- **Data for this exercise**
※

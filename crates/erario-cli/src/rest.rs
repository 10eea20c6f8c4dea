//! [`RestSink`]: upserts over a PostgREST endpoint (Supabase's `/rest/v1`).

use std::time::Duration;

use erario_core::{
  Sink,
  sink::{Record, TableSpec},
};
use reqwest::{Client, StatusCode};
use thiserror::Error;
use tracing::debug;

use crate::settings::RestCredentials;

#[derive(Debug, Error)]
pub enum RestError {
  #[error("request to {table} failed")]
  Http {
    table:  &'static str,
    #[source]
    source: reqwest::Error,
  },

  #[error("{table} upsert rejected with {status}: {body}")]
  Status {
    table:  &'static str,
    status: StatusCode,
    body:   String,
  },
}

/// Async PostgREST client. Cheap to clone: the inner [`reqwest::Client`] is
/// `Arc`-based.
#[derive(Clone)]
pub struct RestSink {
  client: Client,
  creds:  RestCredentials,
}

impl RestSink {
  pub fn new(creds: RestCredentials) -> reqwest::Result<Self> {
    let client = Client::builder()
      .timeout(Duration::from_secs(120))
      .build()?;
    Ok(Self { client, creds })
  }

  /// `{url}/rest/v1/{table}`
  fn endpoint(&self, table: &str) -> String {
    format!("{}/rest/v1/{table}", self.creds.url.trim_end_matches('/'))
  }
}

impl Sink for RestSink {
  type Error = RestError;

  /// `POST /rest/v1/{table}?on_conflict=…` with merge-duplicates resolution.
  async fn upsert(&self, table: &TableSpec, records: &[Record]) -> Result<(), RestError> {
    if records.is_empty() {
      return Ok(());
    }

    let resp = self
      .client
      .post(self.endpoint(table.name))
      .query(&[("on_conflict", table.conflict.join(","))])
      .header("apikey", &self.creds.key)
      .bearer_auth(&self.creds.key)
      .header("Prefer", "resolution=merge-duplicates,return=minimal")
      .json(records)
      .send()
      .await
      .map_err(|source| RestError::Http { table: table.name, source })?;

    let status = resp.status();
    if !status.is_success() {
      let body = resp.text().await.unwrap_or_default();
      return Err(RestError::Status { table: table.name, status, body });
    }

    debug!(table = table.name, rows = records.len(), "rest batch accepted");
    Ok(())
  }
}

※

- **Task to complete**
Look through the entries and return every line where "resp" appears.

- **Result for this task**
    let resp = self
    let status = resp.status();
      let body = resp.text().await.unwrap_or_default();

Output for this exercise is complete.